▶ _Instructions to follow_
Starting at the first entry, print everything through the last exactly.

▶ _Source material_
- Opening Delimiter -

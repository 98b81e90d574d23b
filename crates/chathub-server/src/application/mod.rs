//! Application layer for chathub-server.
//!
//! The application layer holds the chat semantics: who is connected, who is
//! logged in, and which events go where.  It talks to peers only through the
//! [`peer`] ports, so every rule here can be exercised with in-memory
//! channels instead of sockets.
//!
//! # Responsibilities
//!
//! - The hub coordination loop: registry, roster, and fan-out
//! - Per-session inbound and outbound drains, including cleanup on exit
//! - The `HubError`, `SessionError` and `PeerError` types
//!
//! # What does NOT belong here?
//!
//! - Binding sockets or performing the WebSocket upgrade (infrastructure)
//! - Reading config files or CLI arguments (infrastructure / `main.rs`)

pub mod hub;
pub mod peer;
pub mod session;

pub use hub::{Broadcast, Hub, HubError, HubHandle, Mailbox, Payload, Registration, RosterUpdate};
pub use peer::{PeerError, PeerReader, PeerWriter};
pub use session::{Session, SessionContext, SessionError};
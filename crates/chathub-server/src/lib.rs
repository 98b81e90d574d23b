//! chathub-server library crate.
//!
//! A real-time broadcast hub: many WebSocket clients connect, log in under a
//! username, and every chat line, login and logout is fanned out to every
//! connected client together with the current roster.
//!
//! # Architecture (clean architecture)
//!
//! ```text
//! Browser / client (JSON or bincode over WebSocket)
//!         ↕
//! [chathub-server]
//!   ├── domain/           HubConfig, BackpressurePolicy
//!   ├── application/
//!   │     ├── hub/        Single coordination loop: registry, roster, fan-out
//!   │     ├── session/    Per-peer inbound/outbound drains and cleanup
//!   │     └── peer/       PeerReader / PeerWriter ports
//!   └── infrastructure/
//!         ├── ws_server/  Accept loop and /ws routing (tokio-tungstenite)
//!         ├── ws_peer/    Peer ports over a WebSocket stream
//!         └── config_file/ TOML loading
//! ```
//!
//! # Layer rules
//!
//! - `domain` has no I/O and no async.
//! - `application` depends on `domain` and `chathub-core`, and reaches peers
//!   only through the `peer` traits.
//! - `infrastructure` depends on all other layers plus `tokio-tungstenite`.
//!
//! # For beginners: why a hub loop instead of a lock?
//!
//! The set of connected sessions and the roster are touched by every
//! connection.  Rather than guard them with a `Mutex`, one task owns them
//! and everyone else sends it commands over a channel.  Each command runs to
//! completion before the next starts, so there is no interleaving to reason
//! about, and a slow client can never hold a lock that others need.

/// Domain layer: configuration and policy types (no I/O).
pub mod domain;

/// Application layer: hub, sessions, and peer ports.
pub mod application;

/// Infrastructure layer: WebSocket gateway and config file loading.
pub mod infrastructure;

- Closing Delimiter -

▶ _Expected answer_
repository 98b81e90d574d23b
filename crates/chathub-server/src/application/mod.rs
//! Application layer for chathub-server.
//!
//! The application layer holds the chat semantics: who is connected, who is
//! logged in, and which events go where.  It talks to peers only through the
//! [`peer`] ports, so every rule here can be exercised with in-memory
//! channels instead of sockets.
//!
//! # Responsibilities
//!
//! - The hub coordination loop: registry, roster, and fan-out
//! - Per-session inbound and outbound drains, including cleanup on exit
//! - The `HubError`, `SessionError` and `PeerError` types
//!
//! # What does NOT belong here?
//!
//! - Binding sockets or performing the WebSocket upgrade (infrastructure)
//! - Reading config files or CLI arguments (infrastructure / `main.rs`)

pub mod hub;
pub mod peer;
pub mod session;

pub use hub::{Broadcast, Hub, HubError, HubHandle, Mailbox, Payload, Registration, RosterUpdate};
pub use peer::{PeerError, PeerReader, PeerWriter};
pub use session::{Session, SessionContext, SessionError};
filename crates/chathub-server/src/lib.rs
repository 98b81e90d574d23b
//! chathub-server library crate.
//!
//! A real-time broadcast hub: many WebSocket clients connect, log in under a
//! username, and every chat line, login and logout is fanned out to every
//! connected client together with the current roster.
//!
//! # Architecture (clean architecture)
//!
//! ```text
//! Browser / client (JSON or bincode over WebSocket)
//!         ↕
//! [chathub-server]
//!   ├── domain/           HubConfig, BackpressurePolicy
//!   ├── application/
//!   │     ├── hub/        Single coordination loop: registry, roster, fan-out
//!   │     ├── session/    Per-peer inbound/outbound drains and cleanup
//!   │     └── peer/       PeerReader / PeerWriter ports
//!   └── infrastructure/
//!         ├── ws_server/  Accept loop and /ws routing (tokio-tungstenite)
//!         ├── ws_peer/    Peer ports over a WebSocket stream
//!         └── config_file/ TOML loading
//! ```
//!
//! # Layer rules
//!
//! - `domain` has no I/O and no async.
//! - `application` depends on `domain` and `chathub-core`, and reaches peers
//!   only through the `peer` traits.
//! - `infrastructure` depends on all other layers plus `tokio-tungstenite`.
//!
//! # For beginners: why a hub loop instead of a lock?
//!
//! The set of connected sessions and the roster are touched by every
//! connection.  Rather than guard them with a `Mutex`, one task owns them
//! and everyone else sends it commands over a channel.  Each command runs to
//! completion before the next starts, so there is no interleaving to reason
//! about, and a slow client can never hold a lock that others need.

/// Domain layer: configuration and policy types (no I/O).
pub mod domain;

/// Application layer: hub, sessions, and peer ports.
pub mod application;

/// Infrastructure layer: WebSocket gateway and config file loading.
pub mod infrastructure;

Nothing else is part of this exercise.